You are not able to build the pio library but you are not providing a pio bld log so I cannot determine the problem. Before running scripts_regression_tests again try running a single test from the cime/scripts directory:
./create_test SMS.f19_g17.A

cdevaneprugh · Mar 13, 2024

Here is the terminal output form running that test as well as the pio bld log.

Thanks!

jedwards · Mar 13, 2024

> Fatal Error: Cannot read module file ‘/apps/netcdf/4.7.2/include/netcdf.mod’ opened at (1), because it was created by a different version of GNU Fortran

You need to use the same version of the compiler to produce the netcdf.mod as is used for the cesm build - gnu is particularly picky about this.

cdevaneprugh · Mar 13, 2024

For some reason I thought the "-I" flag I included in the LDFLAGS of config_compilers would ensure netcdf is getting built with my current compiler.

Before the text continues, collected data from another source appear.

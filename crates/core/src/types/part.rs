//! The `Part` domain type.
//!
//! A `Part` is a single catalog entry as served by the parts API. Field
//! names follow the document store's camelCase schema so the type can be
//! deserialized directly from listing and detail responses.

use std::collections::HashMap;

use chrono::{DateTime, Utc};
use rust_decimal::Decimal;
use serde::{Deserialize, Serialize};

use super::status::StockStatus;

/// Image references for a part.
#[derive(Debug, Clone, PartialEq, Eq, Serialize, Deserialize, Default)]
pub struct PartImages {
    /// Small listing-card images.
    #[serde(default)]
    pub thumbnails: Vec<String>,
    /// Full-size detail-view images.
    #[serde(default)]
    pub previews: Vec<String>,
}

/// A single auto part in the catalog.
///
/// Parts are immutable once loaded into client state for a session and are
/// replaced wholesale on re-fetch. The discounted price is ingested as-is;
/// the store does not require it to be below `price`.
#[derive(Debug, Clone, PartialEq, Serialize, Deserialize)]
#[serde(rename_all = "camelCase")]
pub struct Part {
    /// Unique part identifier.
    pub id: String,
    /// Display title.
    pub title: String,
    /// Manufacturer brand (e.g., "Bosch").
    pub brand: String,
    /// Catalog category (e.g., "Braking System").
    pub category: String,
    /// Vehicle class the part fits (e.g., "Car", "SUV", "Bike").
    pub vehicle_type: String,
    /// Vehicle manufacturer (e.g., "Hyundai").
    pub company: String,
    /// Vehicle model (e.g., "i20").
    pub model: String,
    /// Vehicle variant, if applicable.
    #[serde(default, skip_serializing_if = "Option::is_none")]
    pub variant: Option<String>,
    /// Fuel type of the target vehicle.
    pub fuel_type: String,
    /// Transmission of the target vehicle.
    pub transmission: String,
    /// Free-form specification map (e.g., "Voltage" -> "12V").
    #[serde(default)]
    pub specifications: HashMap<String, String>,
    /// Availability status.
    pub stock_status: StockStatus,
    /// Review count.
    pub reviews: u32,
    /// Listed price.
    pub price: Decimal,
    /// Discounted price, if any.
    #[serde(default, skip_serializing_if = "Option::is_none")]
    pub discounted_price: Option<Decimal>,
    /// Manufacturer part number.
    pub part_number: String,
    /// Warranty text, if any.
    #[serde(default, skip_serializing_if = "Option::is_none")]
    pub warranty: Option<String>,
    /// Image references.
    #[serde(default, rename = "imgs", skip_serializing_if = "Option::is_none")]
    pub images: Option<PartImages>,
    /// Creation timestamp.
    pub created_at: DateTime<Utc>,
    /// Last update timestamp.
    pub updated_at: DateTime<Utc>,
}
//! Stock status enum for catalog parts.

use serde::{Deserialize, Serialize};
use thiserror::Error;

/// Error returned when parsing a [`StockStatus`] from a string.
#[derive(Debug, Clone, Error)]
#[error("invalid stock status: {0}")]
pub struct ParseStockStatusError(String);

/// Availability status of a part.
///
/// Maps to the document store's `stockStatus` values.
#[derive(Debug, Clone, Copy, PartialEq, Eq, Hash, Serialize, Deserialize, Default)]
#[serde(rename_all = "kebab-case")]
pub enum StockStatus {
    /// Available for immediate purchase.
    #[default]
    InStock,
    /// Currently unavailable.
    OutOfStock,
    /// Orderable ahead of availability.
    PreOrder,
    /// Available, but only a few units remain.
    LimitedStock,
}

impl StockStatus {
    /// The wire representation of this status.
    #[must_use]
    pub const fn as_str(self) -> &'static str {
        match self {
            Self::InStock => "in-stock",
            Self::OutOfStock => "out-of-stock",
            Self::PreOrder => "pre-order",
            Self::LimitedStock => "limited-stock",
        }
    }
}

impl std::fmt::Display for StockStatus {
    fn fmt(&self, f: &mut std::fmt::Formatter<'_>) -> std::fmt::Result {
        f.write_str(self.as_str())
    }
}

impl std::str::FromStr for StockStatus {
    type Err = ParseStockStatusError;

    fn from_str(s: &str) -> Result<Self, Self::Err> {
        match s {
            "in-stock" => Ok(Self::InStock),
            "out-of-stock" => Ok(Self::OutOfStock),
            "pre-order" => Ok(Self::PreOrder),
            "limited-stock" => Ok(Self::LimitedStock),
            other => Err(ParseStockStatusError(other.to_string())),
        }
    }
}

#[cfg(test)]
#[allow(clippy::unwrap_used)]
mod tests {
    use super::*;

    #[test]
    fn test_serde_kebab_case() {
        let json = serde_json::to_string(&StockStatus::LimitedStock).unwrap();
        assert_eq!(json, "\"limited-stock\"");

        let status: StockStatus = serde_json::from_str("\"pre-order\"").unwrap();
        assert_eq!(status, StockStatus::PreOrder);
    }

    #[test]
    fn test_display_round_trip() {
        for status in [
            StockStatus::InStock,
            StockStatus::OutOfStock,
            StockStatus::PreOrder,
            StockStatus::LimitedStock,
        ] {
            let parsed: StockStatus = status.to_string().parse().unwrap();
            assert_eq!(parsed, status);
        }
    }

    #[test]
    fn test_parse_invalid() {
        let result = "backordered".parse::<StockStatus>();
        assert!(result.is_err());
        assert_eq!(
            result.unwrap_err().to_string(),
            "invalid stock status: backordered"
        );
    }
}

We have several versions of netcdf netcdf-c and netcdf-f on our HPC. I'll reach out to my support staff and see what they recommend.

In the mean time I will load a different environment and be more specific with the compiler and netcdf version and see how far that gets me.

Thanks!

cdevaneprugh · Mar 13, 2024

Additionally, I know on newer versions of the gcc compiler, "-fallow-argument-mismatch -fallow-invalid-boz" should be appended to the FFLAGS. Is that necessary if I go back to gcc v 8.2?

jedwards · Mar 13, 2024

No, you do not need these flags on that version of gcc.

cdevaneprugh · Mar 15, 2024

I had to skip using an older gcc compiler due to some current issues with our system. I ended up configuring the intel compilers and got what appears to be an almost complete port. I'm only getting 3 errors now. One at Q_TestBlessTestResults, T_TestRunRestart, and Z_FullSystemTest. After searching around on the forums a bit, it looks like one of these could be an issue with cprnc not being built/found.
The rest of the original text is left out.